*What to work on*
Below are the records; copy each line in which "ListParams" occurs.
%%
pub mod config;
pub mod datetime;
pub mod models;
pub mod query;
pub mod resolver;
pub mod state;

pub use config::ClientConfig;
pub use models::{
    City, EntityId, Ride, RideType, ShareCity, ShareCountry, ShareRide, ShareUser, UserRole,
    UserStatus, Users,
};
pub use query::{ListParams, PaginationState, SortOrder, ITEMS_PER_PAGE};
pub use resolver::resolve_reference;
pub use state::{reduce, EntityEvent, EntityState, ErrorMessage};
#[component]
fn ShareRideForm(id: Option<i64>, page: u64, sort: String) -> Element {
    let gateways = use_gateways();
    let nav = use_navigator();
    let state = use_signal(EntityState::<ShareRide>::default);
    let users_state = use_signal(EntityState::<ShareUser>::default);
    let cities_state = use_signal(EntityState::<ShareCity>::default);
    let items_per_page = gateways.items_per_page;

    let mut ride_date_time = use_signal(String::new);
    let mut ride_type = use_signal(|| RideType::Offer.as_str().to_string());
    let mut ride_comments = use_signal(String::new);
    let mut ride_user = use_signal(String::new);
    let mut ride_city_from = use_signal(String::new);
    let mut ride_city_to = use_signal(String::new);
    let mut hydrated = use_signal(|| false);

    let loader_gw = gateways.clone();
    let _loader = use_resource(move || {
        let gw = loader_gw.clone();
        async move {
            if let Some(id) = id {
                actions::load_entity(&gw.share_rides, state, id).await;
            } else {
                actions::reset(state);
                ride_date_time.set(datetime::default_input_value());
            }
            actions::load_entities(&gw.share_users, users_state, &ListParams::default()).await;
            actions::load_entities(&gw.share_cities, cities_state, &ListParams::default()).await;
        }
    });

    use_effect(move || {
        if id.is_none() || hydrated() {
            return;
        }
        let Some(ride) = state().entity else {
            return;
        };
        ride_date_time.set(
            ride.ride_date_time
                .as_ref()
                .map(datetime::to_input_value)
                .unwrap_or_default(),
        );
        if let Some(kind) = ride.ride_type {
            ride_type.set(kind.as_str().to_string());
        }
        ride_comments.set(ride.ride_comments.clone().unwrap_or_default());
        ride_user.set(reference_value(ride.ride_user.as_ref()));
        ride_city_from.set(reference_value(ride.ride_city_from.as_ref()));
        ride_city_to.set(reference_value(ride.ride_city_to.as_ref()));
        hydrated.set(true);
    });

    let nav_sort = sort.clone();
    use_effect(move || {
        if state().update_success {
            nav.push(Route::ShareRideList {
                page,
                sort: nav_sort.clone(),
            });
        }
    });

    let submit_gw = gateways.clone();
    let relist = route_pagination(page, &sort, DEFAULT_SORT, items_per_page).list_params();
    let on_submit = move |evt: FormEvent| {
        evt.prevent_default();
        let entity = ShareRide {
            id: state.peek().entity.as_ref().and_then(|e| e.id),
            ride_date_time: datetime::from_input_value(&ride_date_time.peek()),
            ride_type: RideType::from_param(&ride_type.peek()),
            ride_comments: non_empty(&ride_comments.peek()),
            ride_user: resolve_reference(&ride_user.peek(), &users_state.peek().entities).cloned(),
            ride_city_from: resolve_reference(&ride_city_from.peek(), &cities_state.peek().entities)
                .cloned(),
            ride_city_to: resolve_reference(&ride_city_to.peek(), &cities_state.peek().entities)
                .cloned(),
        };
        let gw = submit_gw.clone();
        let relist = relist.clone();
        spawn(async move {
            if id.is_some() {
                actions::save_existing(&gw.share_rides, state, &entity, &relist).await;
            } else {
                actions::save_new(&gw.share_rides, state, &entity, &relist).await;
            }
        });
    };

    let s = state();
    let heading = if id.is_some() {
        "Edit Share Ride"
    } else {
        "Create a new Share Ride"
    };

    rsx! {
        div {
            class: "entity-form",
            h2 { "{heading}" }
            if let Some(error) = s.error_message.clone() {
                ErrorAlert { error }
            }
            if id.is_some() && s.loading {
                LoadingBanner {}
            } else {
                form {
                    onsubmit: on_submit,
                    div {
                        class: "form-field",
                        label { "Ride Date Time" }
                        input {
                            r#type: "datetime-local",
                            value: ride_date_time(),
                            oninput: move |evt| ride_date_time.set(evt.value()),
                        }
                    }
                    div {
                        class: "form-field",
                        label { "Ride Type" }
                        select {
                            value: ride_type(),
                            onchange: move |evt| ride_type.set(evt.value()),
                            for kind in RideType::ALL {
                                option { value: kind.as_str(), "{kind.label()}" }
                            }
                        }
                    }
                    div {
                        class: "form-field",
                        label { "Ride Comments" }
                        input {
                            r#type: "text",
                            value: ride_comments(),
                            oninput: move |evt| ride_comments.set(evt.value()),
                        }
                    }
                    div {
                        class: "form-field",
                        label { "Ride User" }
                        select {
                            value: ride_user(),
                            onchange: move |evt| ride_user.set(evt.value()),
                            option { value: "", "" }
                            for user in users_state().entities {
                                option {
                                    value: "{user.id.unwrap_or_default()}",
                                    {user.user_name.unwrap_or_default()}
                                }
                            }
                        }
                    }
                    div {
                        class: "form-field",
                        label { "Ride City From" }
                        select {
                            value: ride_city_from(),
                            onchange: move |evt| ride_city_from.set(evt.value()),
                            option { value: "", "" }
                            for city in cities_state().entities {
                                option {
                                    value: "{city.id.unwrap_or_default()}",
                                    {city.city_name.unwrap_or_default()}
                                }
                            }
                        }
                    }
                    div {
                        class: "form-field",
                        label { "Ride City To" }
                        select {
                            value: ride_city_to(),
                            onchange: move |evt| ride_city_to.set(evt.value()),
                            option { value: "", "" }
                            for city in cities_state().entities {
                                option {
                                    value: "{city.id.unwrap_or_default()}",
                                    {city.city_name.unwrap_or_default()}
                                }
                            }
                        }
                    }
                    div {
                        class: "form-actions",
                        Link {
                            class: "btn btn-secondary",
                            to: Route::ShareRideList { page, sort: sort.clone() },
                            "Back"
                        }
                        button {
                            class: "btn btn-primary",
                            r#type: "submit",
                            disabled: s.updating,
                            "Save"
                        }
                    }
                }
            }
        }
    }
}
%%
%%
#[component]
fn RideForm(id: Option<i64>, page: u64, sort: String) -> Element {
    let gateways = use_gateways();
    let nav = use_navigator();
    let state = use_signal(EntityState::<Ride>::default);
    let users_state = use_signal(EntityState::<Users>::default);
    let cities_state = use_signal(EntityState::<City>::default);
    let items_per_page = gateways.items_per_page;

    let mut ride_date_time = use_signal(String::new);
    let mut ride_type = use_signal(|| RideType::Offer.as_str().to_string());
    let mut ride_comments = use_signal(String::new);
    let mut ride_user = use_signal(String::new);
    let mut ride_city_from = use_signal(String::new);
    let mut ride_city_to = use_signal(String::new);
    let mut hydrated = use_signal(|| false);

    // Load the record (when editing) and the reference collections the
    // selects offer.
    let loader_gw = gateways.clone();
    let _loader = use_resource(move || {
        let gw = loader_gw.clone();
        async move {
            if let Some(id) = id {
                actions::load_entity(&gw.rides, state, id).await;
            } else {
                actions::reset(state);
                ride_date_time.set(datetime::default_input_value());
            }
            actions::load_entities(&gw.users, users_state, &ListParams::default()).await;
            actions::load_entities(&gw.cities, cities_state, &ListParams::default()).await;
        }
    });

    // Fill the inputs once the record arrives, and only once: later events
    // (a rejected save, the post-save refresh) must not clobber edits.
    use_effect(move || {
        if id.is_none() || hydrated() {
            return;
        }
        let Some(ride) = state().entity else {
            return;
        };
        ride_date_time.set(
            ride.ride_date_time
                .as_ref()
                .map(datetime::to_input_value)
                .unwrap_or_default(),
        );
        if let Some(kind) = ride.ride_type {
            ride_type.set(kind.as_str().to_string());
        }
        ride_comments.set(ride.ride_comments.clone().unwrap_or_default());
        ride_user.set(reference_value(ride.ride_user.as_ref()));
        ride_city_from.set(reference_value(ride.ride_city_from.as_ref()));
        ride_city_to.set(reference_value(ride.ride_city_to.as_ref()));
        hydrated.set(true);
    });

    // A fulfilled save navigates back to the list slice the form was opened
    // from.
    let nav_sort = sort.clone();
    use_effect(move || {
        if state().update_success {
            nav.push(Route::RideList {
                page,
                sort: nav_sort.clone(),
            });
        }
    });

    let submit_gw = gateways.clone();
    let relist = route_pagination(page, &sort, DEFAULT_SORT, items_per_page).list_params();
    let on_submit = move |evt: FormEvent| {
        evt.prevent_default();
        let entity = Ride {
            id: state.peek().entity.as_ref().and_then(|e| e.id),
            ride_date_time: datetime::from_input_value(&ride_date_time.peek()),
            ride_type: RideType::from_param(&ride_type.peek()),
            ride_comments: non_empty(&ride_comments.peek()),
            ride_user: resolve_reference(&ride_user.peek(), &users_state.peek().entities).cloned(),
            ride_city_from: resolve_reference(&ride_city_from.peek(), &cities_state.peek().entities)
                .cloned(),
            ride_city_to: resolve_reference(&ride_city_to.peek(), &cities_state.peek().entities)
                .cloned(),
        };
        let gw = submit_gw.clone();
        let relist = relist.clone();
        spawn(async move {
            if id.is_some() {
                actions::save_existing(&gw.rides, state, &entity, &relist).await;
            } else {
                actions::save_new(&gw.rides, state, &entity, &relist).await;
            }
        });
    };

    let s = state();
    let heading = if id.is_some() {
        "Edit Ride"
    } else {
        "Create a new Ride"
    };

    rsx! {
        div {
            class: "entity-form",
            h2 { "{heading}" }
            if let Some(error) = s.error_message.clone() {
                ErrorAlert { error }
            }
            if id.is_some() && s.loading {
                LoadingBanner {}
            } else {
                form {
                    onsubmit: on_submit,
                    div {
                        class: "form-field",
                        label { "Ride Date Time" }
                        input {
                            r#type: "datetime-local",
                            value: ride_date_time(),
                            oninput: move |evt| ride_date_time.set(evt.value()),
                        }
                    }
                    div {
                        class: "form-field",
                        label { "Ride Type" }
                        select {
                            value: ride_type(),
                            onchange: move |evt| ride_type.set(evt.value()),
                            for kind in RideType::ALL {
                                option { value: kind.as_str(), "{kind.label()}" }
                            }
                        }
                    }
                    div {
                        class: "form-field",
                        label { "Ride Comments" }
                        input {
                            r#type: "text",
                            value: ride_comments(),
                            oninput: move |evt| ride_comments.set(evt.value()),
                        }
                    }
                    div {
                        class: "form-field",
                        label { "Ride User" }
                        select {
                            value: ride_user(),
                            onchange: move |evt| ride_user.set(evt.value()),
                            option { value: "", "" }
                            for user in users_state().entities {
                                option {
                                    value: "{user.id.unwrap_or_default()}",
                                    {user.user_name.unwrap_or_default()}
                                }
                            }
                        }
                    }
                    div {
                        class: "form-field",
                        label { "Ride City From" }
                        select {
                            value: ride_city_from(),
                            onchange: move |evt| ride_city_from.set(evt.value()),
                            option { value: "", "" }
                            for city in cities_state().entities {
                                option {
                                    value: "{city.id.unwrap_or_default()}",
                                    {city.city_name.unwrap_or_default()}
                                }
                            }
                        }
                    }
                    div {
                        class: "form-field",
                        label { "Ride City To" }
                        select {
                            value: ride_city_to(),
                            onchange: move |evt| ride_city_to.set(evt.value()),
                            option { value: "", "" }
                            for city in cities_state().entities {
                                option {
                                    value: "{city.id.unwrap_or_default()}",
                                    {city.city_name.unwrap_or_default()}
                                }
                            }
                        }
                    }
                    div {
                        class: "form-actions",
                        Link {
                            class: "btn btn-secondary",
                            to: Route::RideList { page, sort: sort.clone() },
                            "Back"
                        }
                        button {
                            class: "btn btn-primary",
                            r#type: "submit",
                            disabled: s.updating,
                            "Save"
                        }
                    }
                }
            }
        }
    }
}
%%
%%
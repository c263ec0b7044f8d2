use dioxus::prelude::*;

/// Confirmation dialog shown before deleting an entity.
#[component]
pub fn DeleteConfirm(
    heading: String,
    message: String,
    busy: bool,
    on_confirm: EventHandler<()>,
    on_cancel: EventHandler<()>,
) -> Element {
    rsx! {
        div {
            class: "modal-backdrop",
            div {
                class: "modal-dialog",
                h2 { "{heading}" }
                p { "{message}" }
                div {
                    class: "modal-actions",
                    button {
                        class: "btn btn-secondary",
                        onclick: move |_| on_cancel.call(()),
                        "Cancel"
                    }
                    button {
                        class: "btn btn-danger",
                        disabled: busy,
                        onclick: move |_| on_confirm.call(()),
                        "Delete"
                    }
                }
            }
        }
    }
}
%%
*Answer to the exercise*
pub use query::{ListParams, PaginationState, SortOrder, ITEMS_PER_PAGE};
            actions::load_entities(&gw.share_users, users_state, &ListParams::default()).await;
            actions::load_entities(&gw.share_cities, cities_state, &ListParams::default()).await;
            actions::load_entities(&gw.users, users_state, &ListParams::default()).await;
            actions::load_entities(&gw.cities, cities_state, &ListParams::default()).await;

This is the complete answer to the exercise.